§ **Materials provided**:

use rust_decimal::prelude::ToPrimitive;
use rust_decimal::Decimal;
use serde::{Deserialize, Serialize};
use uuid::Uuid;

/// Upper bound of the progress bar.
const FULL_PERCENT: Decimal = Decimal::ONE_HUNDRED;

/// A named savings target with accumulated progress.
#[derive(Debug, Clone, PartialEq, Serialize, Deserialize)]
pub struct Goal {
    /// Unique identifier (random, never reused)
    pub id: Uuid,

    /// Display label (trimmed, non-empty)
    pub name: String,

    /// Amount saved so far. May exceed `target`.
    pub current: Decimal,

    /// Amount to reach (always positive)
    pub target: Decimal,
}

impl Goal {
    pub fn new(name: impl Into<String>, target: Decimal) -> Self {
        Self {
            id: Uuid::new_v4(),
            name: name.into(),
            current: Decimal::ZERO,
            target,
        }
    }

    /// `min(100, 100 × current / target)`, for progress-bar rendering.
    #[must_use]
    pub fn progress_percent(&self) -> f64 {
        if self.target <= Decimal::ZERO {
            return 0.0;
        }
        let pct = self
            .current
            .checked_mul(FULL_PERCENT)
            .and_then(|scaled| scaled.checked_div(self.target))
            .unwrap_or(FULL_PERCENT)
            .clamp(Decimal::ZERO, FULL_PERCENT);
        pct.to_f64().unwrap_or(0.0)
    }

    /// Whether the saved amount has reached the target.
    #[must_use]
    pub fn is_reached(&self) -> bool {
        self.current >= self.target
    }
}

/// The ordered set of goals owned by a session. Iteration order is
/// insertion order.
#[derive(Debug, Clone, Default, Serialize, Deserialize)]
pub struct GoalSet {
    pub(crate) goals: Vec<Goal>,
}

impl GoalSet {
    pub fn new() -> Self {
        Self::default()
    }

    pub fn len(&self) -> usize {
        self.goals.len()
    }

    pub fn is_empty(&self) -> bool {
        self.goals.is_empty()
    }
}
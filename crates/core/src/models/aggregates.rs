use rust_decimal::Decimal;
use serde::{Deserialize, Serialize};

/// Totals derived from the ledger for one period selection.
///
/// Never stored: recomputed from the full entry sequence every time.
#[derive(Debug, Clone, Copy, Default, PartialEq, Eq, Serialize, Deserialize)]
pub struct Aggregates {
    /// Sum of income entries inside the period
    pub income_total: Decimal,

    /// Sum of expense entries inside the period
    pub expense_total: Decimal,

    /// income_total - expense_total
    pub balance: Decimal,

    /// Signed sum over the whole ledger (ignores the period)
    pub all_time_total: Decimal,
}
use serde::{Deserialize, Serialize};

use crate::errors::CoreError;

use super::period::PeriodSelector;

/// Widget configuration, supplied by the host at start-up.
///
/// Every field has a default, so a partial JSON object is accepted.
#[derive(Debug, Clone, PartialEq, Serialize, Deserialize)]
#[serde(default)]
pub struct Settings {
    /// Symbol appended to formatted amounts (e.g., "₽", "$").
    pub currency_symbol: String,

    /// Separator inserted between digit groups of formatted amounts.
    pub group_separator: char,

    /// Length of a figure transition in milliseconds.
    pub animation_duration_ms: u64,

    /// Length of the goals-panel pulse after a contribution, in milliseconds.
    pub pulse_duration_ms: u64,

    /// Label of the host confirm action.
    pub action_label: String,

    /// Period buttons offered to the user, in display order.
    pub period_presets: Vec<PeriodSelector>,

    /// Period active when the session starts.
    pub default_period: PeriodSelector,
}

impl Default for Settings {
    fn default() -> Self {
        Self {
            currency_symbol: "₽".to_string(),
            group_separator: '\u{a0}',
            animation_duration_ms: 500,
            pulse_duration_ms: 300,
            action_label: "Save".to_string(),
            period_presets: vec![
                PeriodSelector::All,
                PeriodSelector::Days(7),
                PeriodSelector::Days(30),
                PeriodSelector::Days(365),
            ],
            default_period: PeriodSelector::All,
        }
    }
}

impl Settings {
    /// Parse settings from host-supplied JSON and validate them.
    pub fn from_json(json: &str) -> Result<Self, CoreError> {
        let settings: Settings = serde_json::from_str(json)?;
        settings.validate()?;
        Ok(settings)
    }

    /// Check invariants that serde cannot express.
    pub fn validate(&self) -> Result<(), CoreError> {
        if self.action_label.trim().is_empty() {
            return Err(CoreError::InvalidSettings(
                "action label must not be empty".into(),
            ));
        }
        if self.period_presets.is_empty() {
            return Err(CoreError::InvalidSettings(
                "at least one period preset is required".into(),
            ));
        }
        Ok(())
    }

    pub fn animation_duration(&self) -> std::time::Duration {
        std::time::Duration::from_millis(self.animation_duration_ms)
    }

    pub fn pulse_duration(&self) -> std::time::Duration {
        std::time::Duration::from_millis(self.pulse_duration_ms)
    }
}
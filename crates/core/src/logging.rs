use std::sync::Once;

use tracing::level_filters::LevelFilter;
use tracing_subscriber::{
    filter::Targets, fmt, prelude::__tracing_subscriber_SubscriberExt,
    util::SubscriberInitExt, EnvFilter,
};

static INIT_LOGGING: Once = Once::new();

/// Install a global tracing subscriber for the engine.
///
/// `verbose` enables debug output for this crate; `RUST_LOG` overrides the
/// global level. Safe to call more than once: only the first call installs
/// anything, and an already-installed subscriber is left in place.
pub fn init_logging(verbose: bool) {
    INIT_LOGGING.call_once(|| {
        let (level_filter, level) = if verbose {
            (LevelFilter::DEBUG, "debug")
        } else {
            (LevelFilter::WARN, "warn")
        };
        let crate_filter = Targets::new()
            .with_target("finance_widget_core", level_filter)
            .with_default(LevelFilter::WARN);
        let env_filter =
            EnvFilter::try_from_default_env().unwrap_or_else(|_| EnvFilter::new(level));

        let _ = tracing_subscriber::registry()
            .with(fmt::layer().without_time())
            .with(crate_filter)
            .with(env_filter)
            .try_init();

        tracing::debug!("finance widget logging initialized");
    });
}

§ **Try it**:
Each line of the listing should be printed again, exactly.

§ **Output for this task**:
use rust_decimal::prelude::ToPrimitive;
use rust_decimal::Decimal;
use serde::{Deserialize, Serialize};
use uuid::Uuid;

/// Upper bound of the progress bar.
const FULL_PERCENT: Decimal = Decimal::ONE_HUNDRED;

/// A named savings target with accumulated progress.
#[derive(Debug, Clone, PartialEq, Serialize, Deserialize)]
pub struct Goal {
    /// Unique identifier (random, never reused)
    pub id: Uuid,

    /// Display label (trimmed, non-empty)
    pub name: String,

    /// Amount saved so far. May exceed `target`.
    pub current: Decimal,

    /// Amount to reach (always positive)
    pub target: Decimal,
}

impl Goal {
    pub fn new(name: impl Into<String>, target: Decimal) -> Self {
        Self {
            id: Uuid::new_v4(),
            name: name.into(),
            current: Decimal::ZERO,
            target,
        }
    }

    /// `min(100, 100 × current / target)`, for progress-bar rendering.
    #[must_use]
    pub fn progress_percent(&self) -> f64 {
        if self.target <= Decimal::ZERO {
            return 0.0;
        }
        let pct = self
            .current
            .checked_mul(FULL_PERCENT)
            .and_then(|scaled| scaled.checked_div(self.target))
            .unwrap_or(FULL_PERCENT)
            .clamp(Decimal::ZERO, FULL_PERCENT);
        pct.to_f64().unwrap_or(0.0)
    }

    /// Whether the saved amount has reached the target.
    #[must_use]
    pub fn is_reached(&self) -> bool {
        self.current >= self.target
    }
}

/// The ordered set of goals owned by a session. Iteration order is
/// insertion order.
#[derive(Debug, Clone, Default, Serialize, Deserialize)]
pub struct GoalSet {
    pub(crate) goals: Vec<Goal>,
}

impl GoalSet {
    pub fn new() -> Self {
        Self::default()
    }

    pub fn len(&self) -> usize {
        self.goals.len()
    }

    pub fn is_empty(&self) -> bool {
        self.goals.is_empty()
    }
}
filename crates/core/src/models/aggregates.rs
use rust_decimal::Decimal;
use serde::{Deserialize, Serialize};

/// Totals derived from the ledger for one period selection.
///
/// Never stored: recomputed from the full entry sequence every time.
#[derive(Debug, Clone, Copy, Default, PartialEq, Eq, Serialize, Deserialize)]
pub struct Aggregates {
    /// Sum of income entries inside the period
    pub income_total: Decimal,

    /// Sum of expense entries inside the period
    pub expense_total: Decimal,

    /// income_total - expense_total
    pub balance: Decimal,

    /// Signed sum over the whole ledger (ignores the period)
    pub all_time_total: Decimal,
}
use serde::{Deserialize, Serialize};

use crate::errors::CoreError;

use super::period::PeriodSelector;

/// Widget configuration, supplied by the host at start-up.
///
/// Every field has a default, so a partial JSON object is accepted.
#[derive(Debug, Clone, PartialEq, Serialize, Deserialize)]
#[serde(default)]
pub struct Settings {
    /// Symbol appended to formatted amounts (e.g., "₽", "$").
    pub currency_symbol: String,

    /// Separator inserted between digit groups of formatted amounts.
    pub group_separator: char,

    /// Length of a figure transition in milliseconds.
    pub animation_duration_ms: u64,

    /// Length of the goals-panel pulse after a contribution, in milliseconds.
    pub pulse_duration_ms: u64,

    /// Label of the host confirm action.
    pub action_label: String,

    /// Period buttons offered to the user, in display order.
    pub period_presets: Vec<PeriodSelector>,

    /// Period active when the session starts.
    pub default_period: PeriodSelector,
}

impl Default for Settings {
    fn default() -> Self {
        Self {
            currency_symbol: "₽".to_string(),
            group_separator: '\u{a0}',
            animation_duration_ms: 500,
            pulse_duration_ms: 300,
            action_label: "Save".to_string(),
            period_presets: vec![
                PeriodSelector::All,
                PeriodSelector::Days(7),
                PeriodSelector::Days(30),
                PeriodSelector::Days(365),
            ],
            default_period: PeriodSelector::All,
        }
    }
}

impl Settings {
    /// Parse settings from host-supplied JSON and validate them.
    pub fn from_json(json: &str) -> Result<Self, CoreError> {
        let settings: Settings = serde_json::from_str(json)?;
        settings.validate()?;
        Ok(settings)
    }

    /// Check invariants that serde cannot express.
    pub fn validate(&self) -> Result<(), CoreError> {
        if self.action_label.trim().is_empty() {
            return Err(CoreError::InvalidSettings(
                "action label must not be empty".into(),
            ));
        }
        if self.period_presets.is_empty() {
            return Err(CoreError::InvalidSettings(
                "at least one period preset is required".into(),
            ));
        }
        Ok(())
    }

    pub fn animation_duration(&self) -> std::time::Duration {
        std::time::Duration::from_millis(self.animation_duration_ms)
    }

    pub fn pulse_duration(&self) -> std::time::Duration {
        std::time::Duration::from_millis(self.pulse_duration_ms)
    }
}
filename crates/core/src/logging.rs
use std::sync::Once;

use tracing::level_filters::LevelFilter;
use tracing_subscriber::{
    filter::Targets, fmt, prelude::__tracing_subscriber_SubscriberExt,
    util::SubscriberInitExt, EnvFilter,
};

static INIT_LOGGING: Once = Once::new();

/// Install a global tracing subscriber for the engine.
///
/// `verbose` enables debug output for this crate; `RUST_LOG` overrides the
/// global level. Safe to call more than once: only the first call installs
/// anything, and an already-installed subscriber is left in place.
pub fn init_logging(verbose: bool) {
    INIT_LOGGING.call_once(|| {
        let (level_filter, level) = if verbose {
            (LevelFilter::DEBUG, "debug")
        } else {
            (LevelFilter::WARN, "warn")
        };
        let crate_filter = Targets::new()
            .with_target("finance_widget_core", level_filter)
            .with_default(LevelFilter::WARN);
        let env_filter =
            EnvFilter::try_from_default_env().unwrap_or_else(|_| EnvFilter::new(level));

        let _ = tracing_subscriber::registry()
            .with(fmt::layer().without_time())
            .with(crate_filter)
            .with(env_filter)
            .try_init();

        tracing::debug!("finance widget logging initialized");
    });
}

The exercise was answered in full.